The packs are very tempting!


----------



## Jose7822 (Dec 23, 2021)

Thank you so much for being such a consumer friendly company. Hopefully next year is an even better one for you guys. We really appreciate you!!


----------



## Bee_Abney (Dec 23, 2021)

Well, that's nice. 

Merry Christmas to us all from ProjectSAM!


----------



## NicolasG (Dec 23, 2021)

Merry Christmas! Purchased the Swing bundle, sounds so lovely and will be a great flavor in my collection.


----------



## Mike Fox (Dec 23, 2021)

I already have all the Symphobias but am seriously tempted to buy OE 1 & 2 just for the multis.


----------



## David Kudell (Dec 23, 2021)

Wytse @ ProjectSAM said:


> we have not only recorded a lot of new material


Looking forward to hearing more about that!


----------



## Mike Fox (Dec 23, 2021)

David Kudell said:


> Looking forward to hearing more about that!


Right?! They mentioned that they were working on something in the Symphobia update video, and my ears instantly perked!


----------



## Marsen (Dec 23, 2021)

Yes, our dutch developers are so responsive and reliable these days and years.
It's a blast.
Happy Christmas @ ProjectSAM!


----------



## Mike Fox (Dec 23, 2021)

Marsen said:


> Yes, our dutch developers are so responsive and reliable these days and years.
> It's a blast.
> Happy Christmas @ ProjectSAM!


They truly are some of the best devs in the biz.


----------



## Eptesicus (Dec 24, 2021)

One of the best in the business.

Great libraries, totally free updates on stuff that's really old, hassle free resale, great customer support.

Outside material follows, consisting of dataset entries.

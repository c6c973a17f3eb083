/*!
Test Harness pour le pipeline SOMIOD

Monte un pipeline complet (archive + contrôle) sans broker ni middleware:
- Archiver dans un dossier temporaire, schéma embarqué
- `MockMiddleware` comme `ResourceStore`
- Deliveries injectées à la main, événements collectés pour les assertions
*/

use crate::middleware_stub::MockMiddleware;
use crate::payloads::{NotificationBuilder, NOTIFICATION_SCHEMA};
use anyhow::{Context, Result};
use somiod_reactor::config::ControlRule;
use somiod_reactor::{
    Archiver, Config, ControlSettings, Controller, Delivery, ListenerError, Pipeline,
    PipelineEvent, PipelineHandle, RawMessage,
};
use std::path::PathBuf;
use std::sync::Arc;
use std::time::Duration;
use tempfile::TempDir;
use tokio::sync::mpsc;

/// Topic utilisé pour les deliveries simulées
pub const TEST_TOPIC: &str = "api/somiod/temp-sensor-001/readings";

/// Application propriétaire des archives dans le harness
pub const OWNER_APP: &str = "dashboard-b";

/// Configuration du harness avant démarrage
pub struct HarnessBuilder {
    rules: Option<Vec<ControlRule>>,
    with_schema: bool,
    block_archive_root: bool,
    queue_capacity: usize,
}

impl Default for HarnessBuilder {
    fn default() -> Self {
        Self {
            rules: None,
            with_schema: true,
            block_archive_root: false,
            queue_capacity: 16,
        }
    }
}

impl HarnessBuilder {
    pub fn new() -> Self {
        Self::default()
    }

    /// Remplace les règles par défaut (25.0 → FAN_ON)
    pub fn rules(mut self, rules: Vec<ControlRule>) -> Self {
        self.rules = Some(rules);
        self
    }

    /// Pas de schéma sur disque: chaque archive sera rapportée invalide
    pub fn without_schema(mut self) -> Self {
        self.with_schema = false;
        self
    }

    /// Un fichier occupe la racine d'archive: toute persistance échoue
    pub fn block_archive_root(mut self) -> Self {
        self.block_archive_root = true;
        self
    }

    pub fn queue_capacity(mut self, capacity: usize) -> Self {
        self.queue_capacity = capacity;
        self
    }

    /// Démarre le pipeline; doit être appelé dans un runtime tokio
    pub fn build(self) -> Result<TestHarness> {
        env_logger::try_init().ok();

        let dir = tempfile::tempdir().context("Cannot create temp dir")?;
        let schema_path = dir.path().join("notification.schema.json");
        if self.with_schema {
            std::fs::write(&schema_path, NOTIFICATION_SCHEMA).context("Cannot write schema")?;
        }

        let archive_root = dir.path().join("Notifications");
        if self.block_archive_root {
            std::fs::write(&archive_root, b"not a directory").context("Cannot block archive root")?;
        }

        let mut settings = ControlSettings::from_config(&Config::default());
        if let Some(rules) = self.rules {
            settings.rules = rules;
        }

        let mock = MockMiddleware::new();
        let archiver = Arc::new(Archiver::new(&archive_root, &schema_path));
        let controller = Arc::new(Controller::new(Arc::new(mock.clone()), settings));

        let (deliveries_tx, deliveries_rx) = mpsc::channel(self.queue_capacity);
        let (events_tx, events_rx) = mpsc::unbounded_channel();
        let pipeline = Pipeline::new(archiver.clone(), OWNER_APP, controller.clone(), self.queue_capacity)
            .with_events(events_tx)
            .spawn(deliveries_rx);

        log::info!("🧪 Test harness ready in {}", dir.path().display());

        Ok(TestHarness {
            dir,
            archiver,
            mock,
            controller,
            deliveries: Some(deliveries_tx),
            events: events_rx,
            pipeline: Some(pipeline),
        })
    }
}

/// Pipeline en cours d'exécution alimenté par le test
pub struct TestHarness {
    dir: TempDir,
    pub archiver: Arc<Archiver>,
    pub mock: MockMiddleware,
    controller: Arc<Controller>,
    deliveries: Option<mpsc::Sender<Delivery>>,
    events: mpsc::UnboundedReceiver<PipelineEvent>,
    pipeline: Option<PipelineHandle>,
}

impl TestHarness {
    /// Harness avec la configuration par défaut
    pub fn new() -> Result<Self> {
        HarnessBuilder::new().build()
    }

    pub fn builder() -> HarnessBuilder {
        HarnessBuilder::new()
    }

    pub fn controller(&self) -> &Controller {
        &self.controller
    }

    pub fn temp_dir(&self) -> PathBuf {
        self.dir.path().to_path_buf()
    }

    async fn deliver(&self, delivery: Delivery) -> Result<()> {
        let sender = self.deliveries.as_ref().context("Harness already shut down")?;
        sender
            .send(delivery)
            .await
            .map_err(|_| anyhow::anyhow!("Pipeline dispatcher is gone"))
    }

    /// Simule un publish brut sur le topic de souscription
    pub async fn send_payload(&self, payload: impl Into<Vec<u8>>) -> Result<()> {
        self.deliver(Delivery::Message(RawMessage {
            topic: TEST_TOPIC.to_string(),
            payload: payload.into(),
        }))
        .await?;
        log::info!("📨 Sent test payload on {}", TEST_TOPIC);
        Ok(())
    }

    pub async fn send_notification(&self, notification: &NotificationBuilder) -> Result<()> {
        self.send_payload(notification.bytes()).await
    }

    /// Simule un listener qui abandonne la connexion
    pub async fn lose_connection(&self, reason: &str) -> Result<()> {
        self.deliver(Delivery::ConnectionLost(ListenerError::ConnectionLost(reason.to_string())))
            .await
    }

    /// Prochain événement du pipeline, None après `timeout_ms`
    pub async fn next_event(&mut self, timeout_ms: u64) -> Option<PipelineEvent> {
        match tokio::time::timeout(Duration::from_millis(timeout_ms), self.events.recv()).await {
            Ok(event) => event,
            Err(_) => {
                log::warn!("⏰ Timeout waiting for pipeline event");
                None
            }
        }
    }

    /// Ferme l'entrée, attend que les deux branches aient tout traité,
    /// et retourne les événements restants
    pub async fn shutdown(&mut self) -> Vec<PipelineEvent> {
        self.deliveries.take();
        if let Some(pipeline) = self.pipeline.take() {
            pipeline.join().await;
        }

        let mut events = Vec::new();
        while let Ok(event) = self.events.try_recv() {
            events.push(event);
        }
        log::info!("🧹 Harness shut down, {} event(s) collected", events.len());
        events
    }

    /// Fichiers d'archive de l'application propriétaire, triés par nom
    pub fn archived_files(&self) -> Vec<PathBuf> {
        let dir = self.archiver.namespace_dir(OWNER_APP);
        let Ok(entries) = std::fs::read_dir(&dir) else {
            return Vec::new();
        };
        let mut files: Vec<PathBuf> = entries
            .filter_map(|entry| entry.ok().map(|e| e.path()))
            .filter(|path| path.is_file())
            .collect();
        files.sort();
        files
    }
}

The other big players (VSL, OT, Spitfire) could learn a lot from you guys. Keep up the good work!


----------



## wahey73 (Dec 24, 2021)

The family is growing...wow, adaptive runs is incredible, way beyond of what I imagined after the official presentation video.


----------



## I like music (Dec 24, 2021)

Do we know how long the sale will last? Hoping it lasts until the last day of the year at least, as payday is around the corner. Have had my eye on True Strike for many years...


----------



## Marsen (Dec 24, 2021)

wahey73 said:


> The family is growing...wow, adaptive runs is incredible, way beyond of what I imagined after the official presentation video.

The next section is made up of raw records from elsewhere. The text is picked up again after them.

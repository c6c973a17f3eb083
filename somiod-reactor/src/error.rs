//! Error types for the notification pipeline
//!
//! Transport errors (`ListenerError`) are surfaced to the owner of the
//! listener. Everything else is scoped to a single notification and ends up
//! in an `ArchiveReport`, a `ControlOutcome` or a log line.

use thiserror::Error;

/// Transport listener failures
#[derive(Debug, Error)]
pub enum ListenerError {
    #[error("cannot connect to broker {broker}: {reason}")]
    Connection { broker: String, reason: String },

    #[error("subscription to '{topic}' failed: {reason}")]
    Subscription { topic: String, reason: String },

    #[error("connection to broker lost: {0}")]
    ConnectionLost(String),

    #[error("listener is not connected")]
    NotConnected,
}

/// Payload is not a structured notification document at all
#[derive(Debug, Error)]
pub enum DecodeError {
    #[error("payload is not valid JSON: {0}")]
    Syntax(#[from] serde_json::Error),

    #[error("payload is a JSON {0}, expected an object")]
    NotAnObject(&'static str),
}

/// SOMIOD REST client failures
#[derive(Debug, Error)]
pub enum MiddlewareError {
    #[error("request to {url} failed: {source}")]
    Transport {
        url: String,
        #[source]
        source: reqwest::Error,
    },

    #[error("{method} {url} returned {status}: {body}")]
    Status {
        method: &'static str,
        url: String,
        status: u16,
        body: String,
    },

    #[error("resource already exists at {0}")]
    Conflict(String),

    #[error("unreadable response from {url}: {reason}")]
    InvalidBody { url: String, reason: String },

    #[error("invalid middleware URL {url}: {reason}")]
    InvalidUrl { url: String, reason: String },
}

/// Domain value could not be read from fetched content
#[derive(Debug, Error, PartialEq)]
pub enum ExtractionError {
    #[error("resource has no content")]
    MissingContent,

    #[error("malformed XML content: {0}")]
    Xml(String),

    #[error("malformed JSON content: {0}")]
    Json(String),

    #[error("field '{0}' not found in content")]
    MissingField(String),

    #[error("'{0}' is not a number")]
    NotNumeric(String),
}

/// Per-notification failure of the fetch & control loop
#[derive(Debug, Error)]
pub enum ControlError {
    #[error("fetch failed: {0}")]
    Fetch(#[source] MiddlewareError),

    #[error("extraction failed: {0}")]
    Extraction(#[from] ExtractionError),

    #[error("command submission failed: {0}")]
    CommandSubmission(#[source] MiddlewareError),
}

impl ControlError {
    /// Short failure kind used in log lines
    pub fn kind(&self) -> &'static str {
        match self {
            ControlError::Fetch(_) => "fetch",
            ControlError::Extraction(_) => "extraction",
            ControlError::CommandSubmission(_) => "command_submission",
        }
    }
}

/// Configuration rejected at load time
#[derive(Debug, Error)]
pub enum ConfigError {
    #[error("cannot read config {path}: {source}")]
    Read {
        path: String,
        #[source]
        source: std::io::Error,
    },

    #[error("invalid config {path}: {source}")]
    Parse {
        path: String,
        #[source]
        source: toml::de::Error,
    },

    #[error("invalid value for {field}: {reason}")]
    Invalid { field: String, reason: String },
}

There is a big gap between Symphobia & Symphobia Lumina!
You do realize that? 😉


----------



## wahey73 (Dec 24, 2021)

Marsen said:


> There is a big gap between Symphobia & Symphobia Lumina!
> You do realize that? 😉


Yes I know.....sooner or later I need to get Symphobia 2 too. At latest when the update for Symphobia 2 comes out...just love that Project Sam sound, so particular


----------



## I like music (Dec 24, 2021)

Henrik B. Jensen said:


> I was just gonna ask about that, it doesn’t say on the website either


I emailed them. I don't expect them to respond for a good few days. I just hope that while I'm waiting, the sale doesn't end (e.g. it isn't literally a Christmas day sale)


----------



## Mike Fox (Dec 24, 2021)

wahey73 said:


> The family is growing...wow, adaptive runs is incredible, way beyond of what I imagined after the official presentation video.

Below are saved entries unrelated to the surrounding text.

//! MQTT transport listener
//!
//! Owns the broker connection. Incoming publishes are pushed, in broker
//! order, onto a bounded `Delivery` channel by a dedicated event-loop task;
//! a lost connection is pushed onto the same channel so the owner sees it.
//!
//! Each `connect()` uses a fresh client id so several dashboards can share a
//! broker without session takeover.

use crate::config::{MqttConfig, ReconnectPolicy};
use crate::error::ListenerError;
use parking_lot::Mutex;
use rumqttc::{
    AsyncClient, Event, EventLoop, MqttOptions, Outgoing, Packet, QoS, SubAck, SubscribeReasonCode,
};
use std::collections::{HashMap, VecDeque};
use std::sync::atomic::{AtomicBool, Ordering};
use std::sync::Arc;
use std::time::Duration;
use tokio::sync::{mpsc, oneshot};
use tokio::task::JoinHandle;
use tokio::time::{sleep, timeout};
use tracing::{debug, error, info, warn};

/// Grace period for the event loop to flush DISCONNECT before it is aborted
const STOP_GRACE: Duration = Duration::from_secs(2);

/// One publish as received from the broker
#[derive(Debug, Clone, PartialEq)]
pub struct RawMessage {
    pub topic: String,
    pub payload: Vec<u8>,
}

/// What the listener hands to its owner
#[derive(Debug)]
pub enum Delivery {
    Message(RawMessage),
    ConnectionLost(ListenerError),
}

type SubAckSender = oneshot::Sender<Result<(), String>>;

/// Matches SUBACKs to pending `subscribe()` calls through packet ids
#[derive(Default)]
struct SubscribeTracker {
    /// Requests queued to rumqttc, pkid not assigned yet (FIFO)
    queued: VecDeque<Option<SubAckSender>>,
    in_flight: HashMap<u16, Option<SubAckSender>>,
}

#[derive(Default)]
struct SessionState {
    topics: Mutex<Vec<String>>,
    subscriptions: Mutex<SubscribeTracker>,
    alive: AtomicBool,
    stopping: AtomicBool,
}

impl SessionState {
    fn on_outgoing_subscribe(&self, pkid: u16) {
        let mut tracker = self.subscriptions.lock();
        if let Some(waiter) = tracker.queued.pop_front() {
            tracker.in_flight.insert(pkid, waiter);
        }
    }

    fn on_suback(&self, ack: SubAck) {
        let waiter = self.subscriptions.lock().in_flight.remove(&ack.pkid).flatten();
        let rejected = ack
            .return_codes
            .iter()
            .any(|code| matches!(code, SubscribeReasonCode::Failure));
        let result = if rejected { Err("broker rejected the subscription".to_string()) } else { Ok(()) };

        match waiter {
            Some(tx) => {
                let _ = tx.send(result);
            }
            None if rejected => error!("Broker rejected re-subscription (pkid {})", ack.pkid),
            None => debug!("Re-subscription confirmed (pkid {})", ack.pkid),
        }
    }

    fn fail_pending(&self, reason: &str) {
        let mut guard = self.subscriptions.lock();
        let tracker = &mut *guard;
        let waiters: Vec<_> = tracker
            .queued
            .drain(..)
            .chain(tracker.in_flight.drain().map(|(_, waiter)| waiter))
            .collect();
        drop(guard);
        for tx in waiters.into_iter().flatten() {
            let _ = tx.send(Err(reason.to_string()));
        }
    }

    /// Queue a SUBSCRIBE; the lock keeps queue order equal to request order
    fn request_subscribe(
        &self,
        client: &AsyncClient,
        topic: &str,
        waiter: Option<SubAckSender>,
    ) -> Result<(), String> {
        let mut tracker = self.subscriptions.lock();
        client
            .try_subscribe(topic, QoS::AtLeastOnce)
            .map_err(|e| e.to_string())?;
        tracker.queued.push_back(waiter);
        Ok(())
    }
}

struct Session {
    client: AsyncClient,
    client_id: String,
    broker: String,
    state: Arc<SessionState>,
    task: JoinHandle<()>,
}

pub struct NotificationListener {
    config: MqttConfig,
    deliveries: mpsc::Sender<Delivery>,
    session: Option<Session>,
}

impl NotificationListener {
    pub fn new(config: MqttConfig, deliveries: mpsc::Sender<Delivery>) -> Self {
        Self { config, deliveries, session: None }
    }

    /// Listener plus the receiving end of its delivery queue
    pub fn with_channel(config: MqttConfig, capacity: usize) -> (Self, mpsc::Receiver<Delivery>) {
        let (tx, rx) = mpsc::channel(capacity.max(1));
        (Self::new(config, tx), rx)
    }

    pub fn broker_address(&self) -> String {
        format!("{}:{}", self.config.broker_host, self.config.broker_port)
    }

    pub fn is_connected(&self) -> bool {
        self.session
            .as_ref()
            .is_some_and(|s| s.state.alive.load(Ordering::Acquire))
    }

    pub fn client_id(&self) -> Option<&str> {
        self.session.as_ref().map(|s| s.client_id.as_str())
    }

    /// Connect and wait for CONNACK; an existing session is closed first
    pub async fn connect(&mut self) -> Result<(), ListenerError> {
        self.disconnect().await;

        let broker = self.broker_address();
        let client_id = unique_client_id(&self.config.client_id_prefix);

        let mut options =
            MqttOptions::new(&client_id, &self.config.broker_host, self.config.broker_port);
        options.set_keep_alive(Duration::from_secs(self.config.keep_alive_secs.max(5)));
        options.set_clean_session(true);

        let (client, mut eventloop) = AsyncClient::new(options, self.config.channel_capacity.max(1));

        let wait_connack = async {
            loop {
                match eventloop.poll().await {
                    Ok(Event::Incoming(Packet::ConnAck(_))) => return Ok(()),
                    Ok(_) => {}
                    Err(e) => return Err(e.to_string()),
                }
            }
        };
        let connect_timeout = Duration::from_secs(self.config.connect_timeout_secs.max(1));
        match timeout(connect_timeout, wait_connack).await {
            Ok(Ok(())) => {}
            Ok(Err(reason)) => return Err(ListenerError::Connection { broker, reason }),
            Err(_) => {
                return Err(ListenerError::Connection {
                    broker,
                    reason: format!("no CONNACK within {}s", connect_timeout.as_secs()),
                })
            }
        }

        info!("Connected to MQTT broker {} as {}", broker, client_id);

        let state = Arc::new(SessionState::default());
        state.alive.store(true, Ordering::Release);
        let task = tokio::spawn(run_event_loop(
            eventloop,
            client.clone(),
            state.clone(),
            self.deliveries.clone(),
            self.config.reconnect.clone(),
        ));

        self.session = Some(Session { client, client_id, broker, state, task });
        Ok(())
    }

    /// Subscribe and wait for the broker's SUBACK
    pub async fn subscribe(&self, topic_filter: &str) -> Result<(), ListenerError> {
        let session = self
            .session
            .as_ref()
            .filter(|s| s.state.alive.load(Ordering::Acquire))
            .ok_or(ListenerError::NotConnected)?;

        let subscription_error = |reason: String| ListenerError::Subscription {
            topic: topic_filter.to_string(),
            reason,
        };

        let (tx, rx) = oneshot::channel();
        session
            .state
            .request_subscribe(&session.client, topic_filter, Some(tx))
            .map_err(subscription_error)?;

        let subscribe_timeout = Duration::from_secs(self.config.subscribe_timeout_secs.max(1));
        match timeout(subscribe_timeout, rx).await {
            Ok(Ok(Ok(()))) => {
                session.state.topics.lock().push(topic_filter.to_string());
                info!("Subscribed to topic: {}", topic_filter);
                Ok(())
            }
            Ok(Ok(Err(reason))) => Err(subscription_error(reason)),
            Ok(Err(_)) => Err(subscription_error("connection closed before SUBACK".to_string())),
            Err(_) => Err(subscription_error(format!(
                "no SUBACK within {}s",
                subscribe_timeout.as_secs()
            ))),
        }
    }

    /// Unsubscribe and close; safe to call repeatedly or before `connect()`
    pub async fn disconnect(&mut self) {
        let Some(session) = self.session.take() else {
            return;
        };
        session.state.stopping.store(true, Ordering::Release);

        if session.state.alive.load(Ordering::Acquire) && !session.task.is_finished() {
            let topics = session.state.topics.lock().clone();
            for topic in topics {
                if let Err(e) = session.client.try_unsubscribe(topic.as_str()) {
                    debug!("Unsubscribe {} skipped: {}", topic, e);
                }
            }
            if let Err(e) = session.client.try_disconnect() {
                debug!("DISCONNECT not queued: {}", e);
            }
        }

        let mut task = session.task;
        if timeout(STOP_GRACE, &mut task).await.is_err() {
            warn!("MQTT event loop did not stop in time, aborting it");
            task.abort();
        }
        session.state.fail_pending("listener stopped");
        info!("Disconnected from MQTT broker {}", session.broker);
    }
}

impl Drop for NotificationListener {
    fn drop(&mut self) {
        if let Some(session) = self.session.take() {
            session.state.stopping.store(true, Ordering::Release);
            session.task.abort();
        }
    }
}

/// `{prefix}-{8 hex chars}`
pub fn unique_client_id(prefix: &str) -> String {
    let id = uuid::Uuid::new_v4().simple().to_string();
    format!("{}-{}", prefix, &id[..8])
}

async fn run_event_loop(
    mut eventloop: EventLoop,
    client: AsyncClient,
    state: Arc<SessionState>,
    deliveries: mpsc::Sender<Delivery>,
    policy: ReconnectPolicy,
) {
    let mut failures: u32 = 0;

    loop {
        match eventloop.poll().await {
            Ok(Event::Incoming(Packet::Publish(publish))) => {
                debug!("Received MQTT message on topic: {}", publish.topic);
                let message = RawMessage {
                    topic: publish.topic.clone(),
                    payload: publish.payload.to_vec(),
                };
                if deliveries.send(Delivery::Message(message)).await.is_err() {
                    debug!("Delivery queue closed, stopping event loop");
                    break;
                }
            }
            Ok(Event::Incoming(Packet::ConnAck(ack))) => {
                failures = 0;
                state.alive.store(true, Ordering::Release);
                info!("Reconnected to MQTT broker");
                if !ack.session_present {
                    resubscribe(&client, &state);
                }
            }
            Ok(Event::Incoming(Packet::SubAck(ack))) => state.on_suback(ack),
            Ok(Event::Outgoing(Outgoing::Subscribe(pkid))) => state.on_outgoing_subscribe(pkid),
            Ok(Event::Outgoing(Outgoing::Disconnect)) => {
                debug!("DISCONNECT sent");
                break;
            }
            Ok(_) => {}
            Err(e) => {
                if state.stopping.load(Ordering::Acquire) {
                    break;
                }
                state.alive.store(false, Ordering::Release);
                failures += 1;

                let Some(delay) = retry_delay(&policy, failures) else {
                    error!("MQTT connection lost: {} (after {} failure(s))", e, failures);
                    state.fail_pending("connection lost");
                    let lost = ListenerError::ConnectionLost(e.to_string());
                    let _ = deliveries.send(Delivery::ConnectionLost(lost)).await;
                    break;
                };

                warn!("MQTT connection error: {}. Reconnecting in {}s...", e, delay.as_secs());
                sleep(delay).await;
            }
        }
    }

    state.alive.store(false, Ordering::Release);
}

/// Wait before reconnect attempt number `failures`; `None` once the policy gives up
fn retry_delay(policy: &ReconnectPolicy, failures: u32) -> Option<Duration> {
    match policy {
        ReconnectPolicy::Never => None,
        ReconnectPolicy::Retry { max_attempts: Some(max), .. } if failures >= *max => None,
        ReconnectPolicy::Retry { delay_secs, .. } => Some(Duration::from_secs(*delay_secs)),
    }
}

fn resubscribe(client: &AsyncClient, state: &SessionState) {
    let topics = state.topics.lock().clone();
    for topic in topics {
        match state.request_subscribe(client, &topic, None) {
            Ok(()) => info!("Re-subscribing to {}", topic),
            Err(e) => error!("Cannot re-subscribe to {}: {}", topic, e),
        }
    }
}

Which one is your favorite?


----------



## Ricgus3 (Dec 25, 2021)

Man I have been very interested by symphobia 1 now since the update! I have nucleus and those cover alot of the same territory but symphobia has a different tone, more classical(?) that is really appealing! Might work great together with Nucleus for epic/trailer and symphobia for cinematic stuff? Anyone wanna give their thoughts?

Also a true strike seems super good! Can it do “epic” feeling?


----------



## wahey73 (Dec 25, 2021)

Mike Fox said:


> Which one is your favorite?


That's a tough question, really. I love OE1&2 for quick sketching. And the Sordino Strings and the Small Violin & Viola patch in OE2 are simply wonderful. Symphobia 1 is my GoTo tool when going into detail. Pandora is Pandora: time synched orchestral effects, really handy in many different styles. And as I had some Fantasy projects lately Lumina really was useful to get into the right mood sound wise (Shimmering and Majestic 😍). OK, you asked for my favourite amongst the Project Sam libraries, here it is: YES


----------



## wahey73 (Dec 25, 2021)

Ricgus3 said:


> Man I have been very interested by symphobia 1 now since the update! I have nucleus and those cover alot of the same territory but symphobia has a different tone, more classical(?) that is really appealing! Might work great together with Nucleus for epic/trailer and symphobia for cinematic stuff? Anyone wanna give their thoughts?
> 
> Also a true strike seems super good! Can it do “epic” feeling?


I don't have Nucleus but Jaeger and it blends quite good with Symphobia IMHO


----------



## Wytse @ ProjectSAM (Dec 25, 2021)

I like music said:


> Do we know how long the sale will last? Hoping it lasts until the last day of the year at least, as payday is around the corner. Have had my eye on True Strike for many years...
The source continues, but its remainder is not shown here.